**Work task:** Once you have read the entries, please say how many lines hold the string "tests", giving the number only.

**Data for review:**
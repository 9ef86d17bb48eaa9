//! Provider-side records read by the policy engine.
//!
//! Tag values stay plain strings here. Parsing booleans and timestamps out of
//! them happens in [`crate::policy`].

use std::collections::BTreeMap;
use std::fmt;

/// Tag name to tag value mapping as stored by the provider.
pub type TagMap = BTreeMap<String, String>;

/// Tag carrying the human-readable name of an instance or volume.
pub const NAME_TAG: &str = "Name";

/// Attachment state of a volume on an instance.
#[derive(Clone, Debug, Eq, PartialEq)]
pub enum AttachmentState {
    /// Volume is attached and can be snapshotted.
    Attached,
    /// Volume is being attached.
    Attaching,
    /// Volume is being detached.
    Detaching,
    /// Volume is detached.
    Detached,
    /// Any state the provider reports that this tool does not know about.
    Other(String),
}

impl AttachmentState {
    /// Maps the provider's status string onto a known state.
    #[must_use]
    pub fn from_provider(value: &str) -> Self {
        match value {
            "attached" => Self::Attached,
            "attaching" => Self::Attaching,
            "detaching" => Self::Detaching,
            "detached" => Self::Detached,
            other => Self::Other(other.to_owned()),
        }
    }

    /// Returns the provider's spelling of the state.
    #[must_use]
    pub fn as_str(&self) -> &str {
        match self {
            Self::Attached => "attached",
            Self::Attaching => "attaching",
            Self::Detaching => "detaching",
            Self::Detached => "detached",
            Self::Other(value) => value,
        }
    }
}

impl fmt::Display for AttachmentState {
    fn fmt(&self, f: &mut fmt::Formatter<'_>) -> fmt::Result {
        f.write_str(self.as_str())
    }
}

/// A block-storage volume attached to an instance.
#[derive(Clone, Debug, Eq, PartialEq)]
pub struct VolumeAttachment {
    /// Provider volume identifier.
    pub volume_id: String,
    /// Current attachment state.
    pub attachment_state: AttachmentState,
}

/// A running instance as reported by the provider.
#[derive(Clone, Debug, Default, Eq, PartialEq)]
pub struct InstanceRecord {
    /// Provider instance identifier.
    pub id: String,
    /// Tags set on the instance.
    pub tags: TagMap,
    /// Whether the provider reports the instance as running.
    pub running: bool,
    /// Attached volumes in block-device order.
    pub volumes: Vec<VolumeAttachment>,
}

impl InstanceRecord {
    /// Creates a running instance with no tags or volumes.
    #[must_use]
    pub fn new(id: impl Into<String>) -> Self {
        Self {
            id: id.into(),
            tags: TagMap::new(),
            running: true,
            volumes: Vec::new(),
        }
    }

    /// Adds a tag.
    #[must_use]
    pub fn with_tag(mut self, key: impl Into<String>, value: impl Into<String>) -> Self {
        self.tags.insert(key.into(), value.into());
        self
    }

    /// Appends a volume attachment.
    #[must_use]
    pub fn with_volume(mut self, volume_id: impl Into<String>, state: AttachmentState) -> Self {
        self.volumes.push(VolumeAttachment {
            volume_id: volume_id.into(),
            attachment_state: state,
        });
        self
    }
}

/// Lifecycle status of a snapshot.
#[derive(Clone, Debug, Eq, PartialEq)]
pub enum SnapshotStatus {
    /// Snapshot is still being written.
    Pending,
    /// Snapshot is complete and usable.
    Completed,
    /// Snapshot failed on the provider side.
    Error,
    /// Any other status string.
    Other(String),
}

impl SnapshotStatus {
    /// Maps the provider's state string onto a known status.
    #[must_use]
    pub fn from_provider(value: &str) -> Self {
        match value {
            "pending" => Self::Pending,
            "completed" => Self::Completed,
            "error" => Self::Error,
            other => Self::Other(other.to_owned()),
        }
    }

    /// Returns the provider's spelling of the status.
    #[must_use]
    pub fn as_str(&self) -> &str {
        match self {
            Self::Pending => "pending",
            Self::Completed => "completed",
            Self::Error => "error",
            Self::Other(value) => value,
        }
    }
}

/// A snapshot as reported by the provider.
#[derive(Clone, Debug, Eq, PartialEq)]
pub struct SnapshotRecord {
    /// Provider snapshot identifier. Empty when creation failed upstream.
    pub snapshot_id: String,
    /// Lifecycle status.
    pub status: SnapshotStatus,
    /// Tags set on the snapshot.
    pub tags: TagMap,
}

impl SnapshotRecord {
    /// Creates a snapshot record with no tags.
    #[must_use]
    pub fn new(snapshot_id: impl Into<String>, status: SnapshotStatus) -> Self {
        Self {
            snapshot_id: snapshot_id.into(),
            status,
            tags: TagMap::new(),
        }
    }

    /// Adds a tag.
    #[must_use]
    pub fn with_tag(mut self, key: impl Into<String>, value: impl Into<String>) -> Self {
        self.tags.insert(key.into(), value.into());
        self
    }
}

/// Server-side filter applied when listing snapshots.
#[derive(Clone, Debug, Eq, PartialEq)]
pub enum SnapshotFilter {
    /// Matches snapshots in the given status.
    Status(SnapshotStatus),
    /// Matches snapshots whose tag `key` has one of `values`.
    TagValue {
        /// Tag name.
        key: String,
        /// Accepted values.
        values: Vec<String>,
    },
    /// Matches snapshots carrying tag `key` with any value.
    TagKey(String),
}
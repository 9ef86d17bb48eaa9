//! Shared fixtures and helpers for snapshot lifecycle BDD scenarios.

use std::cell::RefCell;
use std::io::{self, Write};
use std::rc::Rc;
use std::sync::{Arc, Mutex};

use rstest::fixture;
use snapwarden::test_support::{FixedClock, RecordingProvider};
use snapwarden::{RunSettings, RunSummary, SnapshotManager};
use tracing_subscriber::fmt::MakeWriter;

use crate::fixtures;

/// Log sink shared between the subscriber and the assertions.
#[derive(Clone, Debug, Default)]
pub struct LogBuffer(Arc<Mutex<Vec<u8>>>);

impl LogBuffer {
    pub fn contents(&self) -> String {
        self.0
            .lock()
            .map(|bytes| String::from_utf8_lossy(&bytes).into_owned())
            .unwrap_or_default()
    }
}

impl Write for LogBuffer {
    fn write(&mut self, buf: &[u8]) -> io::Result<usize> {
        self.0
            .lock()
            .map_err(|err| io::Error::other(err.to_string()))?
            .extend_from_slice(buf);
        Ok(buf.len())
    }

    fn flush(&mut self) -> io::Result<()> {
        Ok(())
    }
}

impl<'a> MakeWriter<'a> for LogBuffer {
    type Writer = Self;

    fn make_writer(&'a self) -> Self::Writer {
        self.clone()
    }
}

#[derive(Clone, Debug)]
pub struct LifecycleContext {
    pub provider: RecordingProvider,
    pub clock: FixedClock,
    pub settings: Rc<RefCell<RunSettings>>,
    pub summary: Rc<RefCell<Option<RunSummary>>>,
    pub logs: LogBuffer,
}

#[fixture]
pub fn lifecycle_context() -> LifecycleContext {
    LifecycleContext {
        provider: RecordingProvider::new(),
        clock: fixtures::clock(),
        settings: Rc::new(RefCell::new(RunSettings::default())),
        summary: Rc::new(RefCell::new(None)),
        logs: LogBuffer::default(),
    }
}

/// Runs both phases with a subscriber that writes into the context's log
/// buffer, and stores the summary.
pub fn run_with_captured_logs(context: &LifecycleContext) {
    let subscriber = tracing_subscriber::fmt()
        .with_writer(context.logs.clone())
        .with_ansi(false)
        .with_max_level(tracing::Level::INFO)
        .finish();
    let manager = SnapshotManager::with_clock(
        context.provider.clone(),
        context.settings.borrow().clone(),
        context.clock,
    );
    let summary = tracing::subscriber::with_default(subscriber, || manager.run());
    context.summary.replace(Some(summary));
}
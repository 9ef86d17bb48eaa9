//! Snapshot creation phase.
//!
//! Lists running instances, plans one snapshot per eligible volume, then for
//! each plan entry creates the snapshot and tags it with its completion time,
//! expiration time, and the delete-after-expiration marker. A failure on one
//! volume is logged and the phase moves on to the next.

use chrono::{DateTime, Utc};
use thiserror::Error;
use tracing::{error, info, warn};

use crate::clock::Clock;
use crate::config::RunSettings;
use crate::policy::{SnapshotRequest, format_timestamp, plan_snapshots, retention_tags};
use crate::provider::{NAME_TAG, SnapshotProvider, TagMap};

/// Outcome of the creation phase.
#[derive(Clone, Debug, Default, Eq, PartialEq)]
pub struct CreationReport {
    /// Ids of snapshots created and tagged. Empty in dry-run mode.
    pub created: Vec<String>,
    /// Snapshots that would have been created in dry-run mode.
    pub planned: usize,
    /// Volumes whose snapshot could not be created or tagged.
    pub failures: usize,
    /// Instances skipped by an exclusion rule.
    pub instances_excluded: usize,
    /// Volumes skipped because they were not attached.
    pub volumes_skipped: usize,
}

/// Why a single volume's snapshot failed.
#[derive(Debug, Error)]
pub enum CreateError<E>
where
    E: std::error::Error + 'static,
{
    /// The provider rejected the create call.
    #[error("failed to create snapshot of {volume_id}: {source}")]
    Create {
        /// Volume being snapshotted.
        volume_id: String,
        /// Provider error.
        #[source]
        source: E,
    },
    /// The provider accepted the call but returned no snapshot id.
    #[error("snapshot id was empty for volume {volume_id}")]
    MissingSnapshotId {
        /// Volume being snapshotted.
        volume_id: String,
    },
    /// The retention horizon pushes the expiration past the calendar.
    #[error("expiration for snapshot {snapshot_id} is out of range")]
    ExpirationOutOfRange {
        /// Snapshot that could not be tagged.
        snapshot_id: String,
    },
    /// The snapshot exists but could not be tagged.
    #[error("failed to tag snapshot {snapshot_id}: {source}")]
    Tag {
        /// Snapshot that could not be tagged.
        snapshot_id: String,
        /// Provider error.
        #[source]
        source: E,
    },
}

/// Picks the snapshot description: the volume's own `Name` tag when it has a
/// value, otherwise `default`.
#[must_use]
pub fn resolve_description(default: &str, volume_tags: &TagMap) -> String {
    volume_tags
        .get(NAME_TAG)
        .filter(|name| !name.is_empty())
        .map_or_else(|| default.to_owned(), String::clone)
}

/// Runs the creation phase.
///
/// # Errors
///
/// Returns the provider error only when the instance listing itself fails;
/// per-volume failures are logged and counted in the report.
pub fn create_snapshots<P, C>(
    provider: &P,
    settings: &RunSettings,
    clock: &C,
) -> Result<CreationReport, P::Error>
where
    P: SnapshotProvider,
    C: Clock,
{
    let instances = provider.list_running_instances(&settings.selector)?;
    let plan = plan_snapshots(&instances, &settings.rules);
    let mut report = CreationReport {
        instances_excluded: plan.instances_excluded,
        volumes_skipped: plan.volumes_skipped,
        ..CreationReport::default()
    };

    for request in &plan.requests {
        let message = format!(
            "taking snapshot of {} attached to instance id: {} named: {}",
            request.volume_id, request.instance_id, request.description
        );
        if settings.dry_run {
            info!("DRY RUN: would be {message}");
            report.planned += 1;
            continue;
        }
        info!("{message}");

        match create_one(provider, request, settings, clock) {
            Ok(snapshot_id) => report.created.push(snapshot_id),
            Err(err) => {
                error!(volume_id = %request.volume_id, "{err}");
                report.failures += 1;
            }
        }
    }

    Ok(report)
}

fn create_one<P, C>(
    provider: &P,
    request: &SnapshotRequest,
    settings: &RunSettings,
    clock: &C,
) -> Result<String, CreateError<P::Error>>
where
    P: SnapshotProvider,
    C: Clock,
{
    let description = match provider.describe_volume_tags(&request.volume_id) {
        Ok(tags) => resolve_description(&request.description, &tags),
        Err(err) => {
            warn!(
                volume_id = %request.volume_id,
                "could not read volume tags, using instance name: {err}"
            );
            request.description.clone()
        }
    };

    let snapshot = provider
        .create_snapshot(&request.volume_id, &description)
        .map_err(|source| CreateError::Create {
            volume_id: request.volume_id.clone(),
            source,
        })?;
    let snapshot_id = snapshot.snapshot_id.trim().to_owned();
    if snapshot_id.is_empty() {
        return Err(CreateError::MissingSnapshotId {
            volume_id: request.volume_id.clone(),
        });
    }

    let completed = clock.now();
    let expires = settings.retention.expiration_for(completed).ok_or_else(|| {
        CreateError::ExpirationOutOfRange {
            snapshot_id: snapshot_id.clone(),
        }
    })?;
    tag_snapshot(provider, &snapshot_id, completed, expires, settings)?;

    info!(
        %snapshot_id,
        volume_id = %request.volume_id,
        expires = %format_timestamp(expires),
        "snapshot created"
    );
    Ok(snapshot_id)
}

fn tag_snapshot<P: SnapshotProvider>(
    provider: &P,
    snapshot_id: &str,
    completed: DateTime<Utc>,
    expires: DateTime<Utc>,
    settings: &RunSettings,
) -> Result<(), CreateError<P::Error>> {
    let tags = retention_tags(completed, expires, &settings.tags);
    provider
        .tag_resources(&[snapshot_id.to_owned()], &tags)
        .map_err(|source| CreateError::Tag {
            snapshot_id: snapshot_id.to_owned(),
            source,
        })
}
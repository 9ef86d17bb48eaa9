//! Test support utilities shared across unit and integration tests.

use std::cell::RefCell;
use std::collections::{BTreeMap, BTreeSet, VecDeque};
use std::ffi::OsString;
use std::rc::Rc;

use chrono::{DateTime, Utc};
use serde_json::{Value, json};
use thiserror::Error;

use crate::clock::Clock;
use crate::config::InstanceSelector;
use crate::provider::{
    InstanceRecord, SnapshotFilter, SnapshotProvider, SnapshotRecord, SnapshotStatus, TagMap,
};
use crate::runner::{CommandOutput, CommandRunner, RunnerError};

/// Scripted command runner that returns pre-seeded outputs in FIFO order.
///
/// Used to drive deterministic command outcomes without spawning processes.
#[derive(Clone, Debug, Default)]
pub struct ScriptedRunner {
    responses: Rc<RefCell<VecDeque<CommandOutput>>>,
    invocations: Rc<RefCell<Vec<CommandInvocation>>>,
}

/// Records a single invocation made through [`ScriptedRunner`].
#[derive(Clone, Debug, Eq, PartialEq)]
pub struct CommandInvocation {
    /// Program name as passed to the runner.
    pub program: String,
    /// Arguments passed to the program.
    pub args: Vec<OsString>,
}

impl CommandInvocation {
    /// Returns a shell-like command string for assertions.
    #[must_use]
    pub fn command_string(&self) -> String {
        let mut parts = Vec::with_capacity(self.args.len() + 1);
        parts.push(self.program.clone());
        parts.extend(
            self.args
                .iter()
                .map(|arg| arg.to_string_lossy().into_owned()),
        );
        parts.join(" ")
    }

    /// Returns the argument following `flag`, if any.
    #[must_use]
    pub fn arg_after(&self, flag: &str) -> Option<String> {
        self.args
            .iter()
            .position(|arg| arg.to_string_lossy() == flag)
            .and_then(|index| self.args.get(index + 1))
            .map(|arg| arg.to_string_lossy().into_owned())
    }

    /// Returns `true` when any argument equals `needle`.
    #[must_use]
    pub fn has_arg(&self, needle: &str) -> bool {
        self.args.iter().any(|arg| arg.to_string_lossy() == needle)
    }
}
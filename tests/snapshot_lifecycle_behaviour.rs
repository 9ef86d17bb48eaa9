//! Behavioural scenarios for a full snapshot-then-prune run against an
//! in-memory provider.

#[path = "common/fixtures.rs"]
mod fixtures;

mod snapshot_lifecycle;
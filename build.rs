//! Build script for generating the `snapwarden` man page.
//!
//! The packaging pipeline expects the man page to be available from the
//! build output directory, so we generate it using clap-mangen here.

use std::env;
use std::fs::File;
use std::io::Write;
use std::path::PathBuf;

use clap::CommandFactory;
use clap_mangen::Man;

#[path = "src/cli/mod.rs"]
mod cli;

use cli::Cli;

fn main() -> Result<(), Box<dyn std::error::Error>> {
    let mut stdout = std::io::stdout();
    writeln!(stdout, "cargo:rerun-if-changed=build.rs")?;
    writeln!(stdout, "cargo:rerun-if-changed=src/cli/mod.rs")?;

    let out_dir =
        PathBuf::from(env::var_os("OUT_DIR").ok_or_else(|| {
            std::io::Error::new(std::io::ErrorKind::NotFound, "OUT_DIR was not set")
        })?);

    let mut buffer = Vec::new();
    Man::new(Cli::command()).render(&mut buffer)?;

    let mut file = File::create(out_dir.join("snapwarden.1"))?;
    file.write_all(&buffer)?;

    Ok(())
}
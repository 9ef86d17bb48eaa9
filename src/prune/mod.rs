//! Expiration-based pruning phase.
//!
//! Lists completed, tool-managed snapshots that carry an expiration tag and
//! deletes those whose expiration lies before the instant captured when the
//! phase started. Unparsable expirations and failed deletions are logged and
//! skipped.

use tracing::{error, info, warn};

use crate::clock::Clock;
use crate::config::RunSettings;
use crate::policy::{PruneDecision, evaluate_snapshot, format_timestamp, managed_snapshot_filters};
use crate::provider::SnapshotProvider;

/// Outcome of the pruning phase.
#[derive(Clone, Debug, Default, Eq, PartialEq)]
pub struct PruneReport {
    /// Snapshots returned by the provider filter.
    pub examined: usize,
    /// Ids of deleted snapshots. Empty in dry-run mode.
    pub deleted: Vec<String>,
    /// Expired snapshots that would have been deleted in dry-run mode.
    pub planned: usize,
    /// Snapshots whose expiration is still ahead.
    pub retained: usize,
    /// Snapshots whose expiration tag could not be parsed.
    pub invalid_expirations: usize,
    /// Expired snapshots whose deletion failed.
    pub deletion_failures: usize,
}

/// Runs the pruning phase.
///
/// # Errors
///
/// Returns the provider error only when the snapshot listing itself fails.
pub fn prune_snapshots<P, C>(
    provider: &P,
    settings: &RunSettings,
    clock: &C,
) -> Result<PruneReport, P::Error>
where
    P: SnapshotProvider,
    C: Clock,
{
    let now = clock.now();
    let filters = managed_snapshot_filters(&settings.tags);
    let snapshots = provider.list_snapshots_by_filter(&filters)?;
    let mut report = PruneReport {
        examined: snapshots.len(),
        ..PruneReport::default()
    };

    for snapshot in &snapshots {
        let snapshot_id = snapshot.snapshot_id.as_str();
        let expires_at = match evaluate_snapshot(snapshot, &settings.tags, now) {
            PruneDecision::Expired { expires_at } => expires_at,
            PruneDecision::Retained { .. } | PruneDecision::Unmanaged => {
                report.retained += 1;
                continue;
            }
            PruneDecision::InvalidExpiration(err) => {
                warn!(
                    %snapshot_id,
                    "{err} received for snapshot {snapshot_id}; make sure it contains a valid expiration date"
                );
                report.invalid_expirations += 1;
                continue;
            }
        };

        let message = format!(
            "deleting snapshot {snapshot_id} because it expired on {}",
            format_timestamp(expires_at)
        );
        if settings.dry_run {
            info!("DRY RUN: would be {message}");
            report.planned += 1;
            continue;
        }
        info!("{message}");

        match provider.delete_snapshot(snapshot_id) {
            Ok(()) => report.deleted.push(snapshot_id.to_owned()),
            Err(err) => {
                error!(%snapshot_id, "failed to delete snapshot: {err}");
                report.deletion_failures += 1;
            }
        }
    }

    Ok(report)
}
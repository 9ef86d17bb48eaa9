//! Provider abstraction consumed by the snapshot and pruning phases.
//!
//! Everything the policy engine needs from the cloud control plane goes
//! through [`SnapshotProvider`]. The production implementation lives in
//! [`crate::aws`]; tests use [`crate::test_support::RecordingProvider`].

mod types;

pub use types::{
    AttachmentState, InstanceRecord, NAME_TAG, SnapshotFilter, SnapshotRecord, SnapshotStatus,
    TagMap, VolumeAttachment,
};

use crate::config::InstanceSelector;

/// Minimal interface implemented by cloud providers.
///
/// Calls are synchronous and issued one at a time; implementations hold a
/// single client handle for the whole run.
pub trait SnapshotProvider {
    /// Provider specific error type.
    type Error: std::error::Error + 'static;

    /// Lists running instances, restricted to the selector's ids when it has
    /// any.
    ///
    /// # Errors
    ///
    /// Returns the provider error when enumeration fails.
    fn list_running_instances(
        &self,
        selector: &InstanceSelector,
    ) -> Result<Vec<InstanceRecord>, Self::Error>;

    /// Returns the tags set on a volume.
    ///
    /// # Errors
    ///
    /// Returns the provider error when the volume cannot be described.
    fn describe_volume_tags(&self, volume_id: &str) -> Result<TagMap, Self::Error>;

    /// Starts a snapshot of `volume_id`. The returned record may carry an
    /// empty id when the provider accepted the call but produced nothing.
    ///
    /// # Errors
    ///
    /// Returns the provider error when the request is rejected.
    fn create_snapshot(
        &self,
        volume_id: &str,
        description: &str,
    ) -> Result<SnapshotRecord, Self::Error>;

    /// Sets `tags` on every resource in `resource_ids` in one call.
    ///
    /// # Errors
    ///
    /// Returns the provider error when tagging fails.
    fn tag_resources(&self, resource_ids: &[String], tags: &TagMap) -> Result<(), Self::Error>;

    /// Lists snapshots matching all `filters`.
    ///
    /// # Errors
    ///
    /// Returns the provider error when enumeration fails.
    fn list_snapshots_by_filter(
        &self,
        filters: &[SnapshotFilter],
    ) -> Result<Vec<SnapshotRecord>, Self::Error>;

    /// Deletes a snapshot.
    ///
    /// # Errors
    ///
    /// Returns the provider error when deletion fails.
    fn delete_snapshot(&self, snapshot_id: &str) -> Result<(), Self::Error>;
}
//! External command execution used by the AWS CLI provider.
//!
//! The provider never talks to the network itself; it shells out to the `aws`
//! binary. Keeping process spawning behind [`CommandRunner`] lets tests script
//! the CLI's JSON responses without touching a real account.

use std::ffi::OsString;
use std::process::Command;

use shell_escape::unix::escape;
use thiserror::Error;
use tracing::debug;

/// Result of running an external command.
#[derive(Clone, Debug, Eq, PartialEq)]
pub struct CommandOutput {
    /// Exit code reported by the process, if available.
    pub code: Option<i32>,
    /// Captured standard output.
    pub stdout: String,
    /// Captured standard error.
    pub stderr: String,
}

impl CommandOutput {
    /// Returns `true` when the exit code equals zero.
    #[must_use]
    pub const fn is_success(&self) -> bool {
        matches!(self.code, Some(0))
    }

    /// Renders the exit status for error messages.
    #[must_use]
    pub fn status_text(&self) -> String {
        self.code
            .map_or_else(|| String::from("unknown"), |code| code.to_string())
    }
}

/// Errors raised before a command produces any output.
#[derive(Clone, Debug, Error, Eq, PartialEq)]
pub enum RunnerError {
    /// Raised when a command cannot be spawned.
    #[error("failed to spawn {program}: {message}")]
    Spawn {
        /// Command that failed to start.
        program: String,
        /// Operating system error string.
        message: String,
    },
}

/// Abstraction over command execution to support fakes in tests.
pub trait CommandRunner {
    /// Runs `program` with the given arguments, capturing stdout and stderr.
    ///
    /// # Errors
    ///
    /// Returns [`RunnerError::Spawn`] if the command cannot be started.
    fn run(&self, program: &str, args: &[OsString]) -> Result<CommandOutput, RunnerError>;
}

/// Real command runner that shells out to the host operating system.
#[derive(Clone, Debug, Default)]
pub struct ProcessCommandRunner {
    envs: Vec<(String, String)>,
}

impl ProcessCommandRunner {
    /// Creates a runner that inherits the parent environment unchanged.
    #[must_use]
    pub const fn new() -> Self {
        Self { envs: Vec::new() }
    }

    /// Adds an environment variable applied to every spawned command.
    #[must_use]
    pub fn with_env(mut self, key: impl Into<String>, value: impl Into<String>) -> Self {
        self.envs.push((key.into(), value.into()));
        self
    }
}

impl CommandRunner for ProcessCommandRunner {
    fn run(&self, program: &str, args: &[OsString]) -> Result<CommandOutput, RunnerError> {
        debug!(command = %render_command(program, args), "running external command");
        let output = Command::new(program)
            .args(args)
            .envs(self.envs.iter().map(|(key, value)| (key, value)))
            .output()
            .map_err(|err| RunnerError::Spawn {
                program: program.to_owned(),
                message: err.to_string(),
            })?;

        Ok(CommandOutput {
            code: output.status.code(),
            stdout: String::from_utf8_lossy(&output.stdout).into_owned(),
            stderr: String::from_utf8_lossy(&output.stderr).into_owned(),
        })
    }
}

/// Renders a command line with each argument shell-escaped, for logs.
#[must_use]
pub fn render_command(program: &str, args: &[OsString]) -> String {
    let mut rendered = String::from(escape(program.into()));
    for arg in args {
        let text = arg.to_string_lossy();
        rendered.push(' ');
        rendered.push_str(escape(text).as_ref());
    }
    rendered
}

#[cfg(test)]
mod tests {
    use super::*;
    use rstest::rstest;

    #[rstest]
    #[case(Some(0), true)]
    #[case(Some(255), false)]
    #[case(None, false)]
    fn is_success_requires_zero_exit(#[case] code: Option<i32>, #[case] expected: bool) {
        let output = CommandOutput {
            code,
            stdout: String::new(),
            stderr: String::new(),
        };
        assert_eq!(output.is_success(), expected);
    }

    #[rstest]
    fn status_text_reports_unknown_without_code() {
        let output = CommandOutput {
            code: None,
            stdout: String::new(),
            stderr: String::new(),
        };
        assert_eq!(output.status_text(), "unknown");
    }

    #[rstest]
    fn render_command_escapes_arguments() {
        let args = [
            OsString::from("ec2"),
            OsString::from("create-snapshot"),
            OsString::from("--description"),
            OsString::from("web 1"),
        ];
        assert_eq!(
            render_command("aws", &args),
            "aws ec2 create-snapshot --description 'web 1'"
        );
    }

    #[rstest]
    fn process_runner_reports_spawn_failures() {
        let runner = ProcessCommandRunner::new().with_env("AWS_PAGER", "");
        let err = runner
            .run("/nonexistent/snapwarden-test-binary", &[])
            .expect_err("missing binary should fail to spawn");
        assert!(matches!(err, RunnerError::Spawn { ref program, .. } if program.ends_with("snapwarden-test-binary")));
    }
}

**Answer space:** 6